Отец Манолис, словно почувствовав тень за спиной, схватил рясу и набросил поверх одежды. Рядом с ним зиял откинутой крышкой ящик для пожертвований – пустой. На мгновение Маркос не поверил тому, что увидел. Он хотел оказаться неправым, хотел ошибиться. Может, сам он – грешник с дикими мыслями? Отец Манолис опустошил ящик для пожертвований и готовится скрыться?

Маркос почти уже решил дать деру, но тут отец Манолис обернулся и взглянул на него. В руках священник держал мешочек с монетами. Маркос вспомнил мать – каждый раз, отправляясь в церковь, она крепко зажимала в ладони свои скромные монетки, заготовленные для пожертвований, и все переживала, как бы их не выронить.

– Маркос, мальчик мой, это ты? – окликнул его отец Манолис.

Вместо ответа Маркос в два прыжка пересек расстояние, отделявшее его от двери, потянул ее и захлопнул, заперев священника в кабинете. Лишь бы не видеть, как отец Манолис оскверняет монеты, окропленные потом его односельчан. Не успев положить ключ в карман, Маркос уже пожалел об этом.

– Да что это ты себе позволяешь, паршивый мальчишка! Гореть тебе в аду за это!

Болтаясь по деревенским улицам, Симос подумывал поискать Ундину. Проходя мимо ее дома, увидел, что кира-Деспина и Райнер пьют кофе во дворе. Он поздоровался и спросил об Ундине. Райнер покрутил в воздухе пальцем: то есть Ундина гуляет и может быть где угодно.

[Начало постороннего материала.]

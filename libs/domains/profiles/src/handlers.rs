use axum::{
    Json, Router,
    extract::State,
    http::StatusCode,
    response::IntoResponse,
    routing::{get, put},
};
use axum_helpers::{ErrorResponse, IdPath, LenientJson};
use std::sync::Arc;
use utoipa::OpenApi;

use crate::error::ProfileResult;
use crate::models::{ApiErrorBody, ProfileInput, User, WriteResponse};
use crate::repository::ProfileRepository;
use crate::service::ProfileService;

const TAG: &str = "users";

/// OpenAPI documentation for the users API
#[derive(OpenApi)]
#[openapi(
    paths(list_users, create_user, update_user),
    components(schemas(User, ProfileInput, WriteResponse, ApiErrorBody)),
    tags(
        (name = TAG, description = "User profile endpoints")
    )
)]
pub struct ApiDoc;

/// JSON API router, meant to be nested under `/users`
pub fn router<R: ProfileRepository + 'static>(service: ProfileService<R>) -> Router {
    let shared_service = Arc::new(service);

    Router::new()
        .route("/", get(list_users).post(create_user))
        .route("/{id}", put(update_user))
        .with_state(shared_service)
}

/// List all users
#[utoipa::path(
    get,
    path = "",
    tag = TAG,
    responses(
        (status = 200, description = "All users in id order", body = Vec<User>),
        (status = 500, description = "Store failure", body = ErrorResponse)
    )
)]
async fn list_users<R: ProfileRepository>(
    State(service): State<Arc<ProfileService<R>>>,
) -> ProfileResult<Json<Vec<User>>> {
    let users = service.list_profiles().await?;
    Ok(Json(users))
}

/// Create a user
///
/// An unparseable JSON body is treated as an empty object; a body without a
/// JSON content type is rejected with 415.
#[utoipa::path(
    post,
    path = "",
    tag = TAG,
    request_body = ProfileInput,
    responses(
        (status = 201, description = "User created", body = WriteResponse),
        (status = 400, description = "Invalid field or email already registered", body = ApiErrorBody),
        (status = 415, description = "Content type is not application/json"),
        (status = 500, description = "Store failure", body = ErrorResponse)
    )
)]
async fn create_user<R: ProfileRepository>(
    State(service): State<Arc<ProfileService<R>>>,
    LenientJson(input): LenientJson<ProfileInput>,
) -> ProfileResult<impl IntoResponse> {
    let user = service.create_profile(input).await?;
    Ok((StatusCode::CREATED, Json(WriteResponse::created(user.id))))
}

/// Replace every field of a user
#[utoipa::path(
    put,
    path = "/{id}",
    tag = TAG,
    params(
        ("id" = i32, Path, description = "User ID")
    ),
    request_body = ProfileInput,
    responses(
        (status = 200, description = "User updated", body = WriteResponse),
        (status = 400, description = "Invalid field or email owned by another user", body = ApiErrorBody),
        (status = 404, description = "No user with this id", body = ErrorResponse),
        (status = 415, description = "Content type is not application/json"),
        (status = 500, description = "Store failure", body = ErrorResponse)
    )
)]
async fn update_user<R: ProfileRepository>(
    State(service): State<Arc<ProfileService<R>>>,
    IdPath(id): IdPath,
    LenientJson(input): LenientJson<ProfileInput>,
) -> ProfileResult<Json<WriteResponse>> {
    let user = service.update_profile(id, input).await?;
    Ok(Json(WriteResponse::updated(user.id)))
}
use axum::Router;
use domain_profiles::{ProfileRepository, ProfileService, handlers, pages};

pub mod health;

/// Creates the API routes without the `/api` prefix.
/// The `/api` prefix will be added by the `create_router` helper.
pub fn routes<R: ProfileRepository + 'static>(service: &ProfileService<R>) -> Router {
    Router::new().nest("/users", handlers::router(service.clone()))
}

/// HTML pages served from the site root
pub fn page_routes<R: ProfileRepository + 'static>(
    service: &ProfileService<R>,
) -> eyre::Result<Router> {
    pages::router(service.clone())
        .map_err(|e| eyre::eyre!("Failed to register page templates: {}", e))
}

/// Creates a router with the /ready endpoint that checks the profile store.
///
/// This router has state applied and can be merged with the stateless app router
/// from `create_router`.
pub fn ready_router<R: ProfileRepository + 'static>(service: ProfileService<R>) -> Router {
    use axum::routing::get;

    Router::new()
        .route("/ready", get(health::ready_handler::<R>))
        .with_state(service)
}
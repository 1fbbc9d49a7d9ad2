//! PostgreSQL connector and utilities
//!
//! Provides connection management, migration running, and a readiness probe.

mod config;
mod connector;
mod health;

pub use config::PostgresConfig;
pub use connector::{connect_from_config_with_retry, connect_with_options, run_migrations};
pub use health::check_health;

// Re-export SeaORM types for convenience
pub use sea_orm::{ConnectOptions, DatabaseConnection, DbErr};
pub use sea_orm_migration::MigratorTrait;
use serde::{Deserialize, Deserializer, Serialize};
use serde_json::Value;
use utoipa::ToSchema;

/// Stored user profile
#[derive(Debug, Clone, PartialEq, Eq, Serialize, Deserialize, ToSchema)]
pub struct User {
    /// Store-assigned identifier, starting at 1
    pub id: i32,
    pub fullname: String,
    /// Lowercased, unique across all users
    pub email: String,
    /// Between 10 and 120 when present
    pub age: Option<i32>,
    pub bio: Option<String>,
}

impl User {
    pub fn from_new(id: i32, new_user: NewUser) -> Self {
        Self {
            id,
            fullname: new_user.fullname,
            email: new_user.email,
            age: new_user.age,
            bio: new_user.bio,
        }
    }
}

/// Field values that passed validation, ready to be written
#[derive(Debug, Clone, PartialEq, Eq)]
pub struct NewUser {
    pub fullname: String,
    pub email: String,
    pub age: Option<i32>,
    pub bio: Option<String>,
}

/// Raw profile fields as submitted, before validation.
///
/// JSON bodies deserialize straight into this; HTML forms go through
/// [`ProfileForm`]. `age` stays an untyped JSON value so that a wrong type can
/// be reported as a validation error instead of a parse failure.
#[derive(Debug, Clone, Default, PartialEq, Deserialize, ToSchema)]
pub struct ProfileInput {
    #[serde(default, deserialize_with = "text_field")]
    #[schema(example = "Ada Lovelace")]
    pub fullname: Option<String>,
    #[serde(default, deserialize_with = "text_field")]
    #[schema(example = "ada@example.com")]
    pub email: Option<String>,
    #[serde(default)]
    #[schema(value_type = Option<i32>, example = 36)]
    pub age: Option<Value>,
    #[serde(default, deserialize_with = "text_field")]
    pub bio: Option<String>,
}

/// Scalars become text, containers count as missing
fn text_field<'de, D>(deserializer: D) -> Result<Option<String>, D::Error>
where
    D: Deserializer<'de>,
{
    Ok(match Value::deserialize(deserializer)? {
        Value::String(s) => Some(s),
        Value::Number(n) => Some(n.to_string()),
        Value::Bool(b) => Some(b.to_string()),
        Value::Null | Value::Array(_) | Value::Object(_) => None,
    })
}

/// URL-encoded form body of the register and update pages
#[derive(Debug, Clone, Default, Serialize, Deserialize)]
pub struct ProfileForm {
    #[serde(default)]
    pub fullname: String,
    #[serde(default)]
    pub email: String,
    #[serde(default)]
    pub age: String,
    #[serde(default)]
    pub bio: String,
}

/// Empty form inputs are always submitted, so blank age and empty bio mean "not given".
impl From<ProfileForm> for ProfileInput {
    fn from(form: ProfileForm) -> Self {
        let age = (!form.age.trim().is_empty()).then(|| Value::String(form.age));
        let bio = (!form.bio.is_empty()).then_some(form.bio);

        Self {
            fullname: Some(form.fullname),
            email: Some(form.email),
            age,
            bio,
        }
    }
}

impl From<&User> for ProfileForm {
    fn from(user: &User) -> Self {
        Self {
            fullname: user.fullname.clone(),
            email: user.email.clone(),
            age: user.age.map(|a| a.to_string()).unwrap_or_default(),
            bio: user.bio.clone().unwrap_or_default(),
        }
    }
}

/// Body returned by successful API writes
#[derive(Debug, Clone, PartialEq, Eq, Serialize, Deserialize, ToSchema)]
pub struct WriteResponse {
    pub id: i32,
    /// `"created"` or `"updated"`
    pub message: String,
}

impl WriteResponse {
    pub fn created(id: i32) -> Self {
        Self {
            id,
            message: "created".to_string(),
        }
    }

    pub fn updated(id: i32) -> Self {
        Self {
            id,
            message: "updated".to_string(),
        }
    }
}

/// Body returned by rejected API writes
#[derive(Debug, Clone, PartialEq, Eq, Serialize, Deserialize, ToSchema)]
pub struct ApiErrorBody {
    #[schema(example = "fullname required")]
    pub error: String,
    #[serde(default, skip_serializing_if = "Option::is_none")]
    pub message: Option<String>,
}

#[cfg(test)]
mod tests {
    use super::*;
    use serde_json::json;

    #[test]
    fn test_profile_input_accepts_partial_json() {
        let input: ProfileInput = serde_json::from_value(json!({"fullname": "Ada"})).unwrap();
        assert_eq!(input.fullname.as_deref(), Some("Ada"));
        assert_eq!(input.email, None);
        assert_eq!(input.age, None);
    }

    #[test]
    fn test_profile_input_keeps_age_untyped() {
        let input: ProfileInput =
            serde_json::from_value(json!({"age": "thirty", "bio": null})).unwrap();
        assert_eq!(input.age, Some(json!("thirty")));
        assert_eq!(input.bio, None);
    }

    #[test]
    fn test_profile_input_stringifies_scalar_text_fields() {
        let input: ProfileInput =
            serde_json::from_value(json!({"fullname": 42, "email": ["a@b.co"]})).unwrap();
        assert_eq!(input.fullname.as_deref(), Some("42"));
        assert_eq!(input.email, None);
    }

    #[test]
    fn test_form_round_trips_through_user() {
        let user = User {
            id: 3,
            fullname: "Ada".to_string(),
            email: "ada@example.com".to_string(),
            age: None,
            bio: Some("math".to_string()),
        };

        let form = ProfileForm::from(&user);
        assert_eq!(form.age, "");

        let input = ProfileInput::from(form);
        assert_eq!(input.age, None);
        assert_eq!(input.bio.as_deref(), Some("math"));
    }

    #[test]
    fn test_blank_form_fields_become_absent() {
        let form = ProfileForm {
            fullname: "Ada".to_string(),
            email: "ada@example.com".to_string(),
            age: "  ".to_string(),
            bio: String::new(),
        };
        let input = ProfileInput::from(form);
        assert_eq!(input.age, None);
        assert_eq!(input.bio, None);

        let form = ProfileForm {
            age: " 42 ".to_string(),
            bio: "  ".to_string(),
            ..Default::default()
        };
        let input = ProfileInput::from(form);
        assert_eq!(input.age, Some(json!(" 42 ")));
        assert_eq!(input.bio.as_deref(), Some("  "));
    }

    #[test]
    fn test_error_body_omits_missing_message() {
        let body = ApiErrorBody {
            error: "email required".to_string(),
            message: None,
        };
        assert_eq!(serde_json::to_value(&body).unwrap(), json!({"error": "email required"}));
    }
}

Симос представил, как его подружка заходит во все дома подряд. Он столько лет живет тут, а в гости ходил куда меньше. Иногда Ундина его ужасно забавляла. Она не выпускала фотоаппарат из рук и снимала всех жителей деревни: господина Лефтериса на ослике; Гаруфалью, выправляющую сети для рыбаков; Ангелу, собирающую артишоки, Маламо, красящую что-то во дворе. С Ундиной деревня вдруг сильно выросла для Симоса. Он и вообразить никогда не мог, что такое скромное количество людей делает столько разных вещей.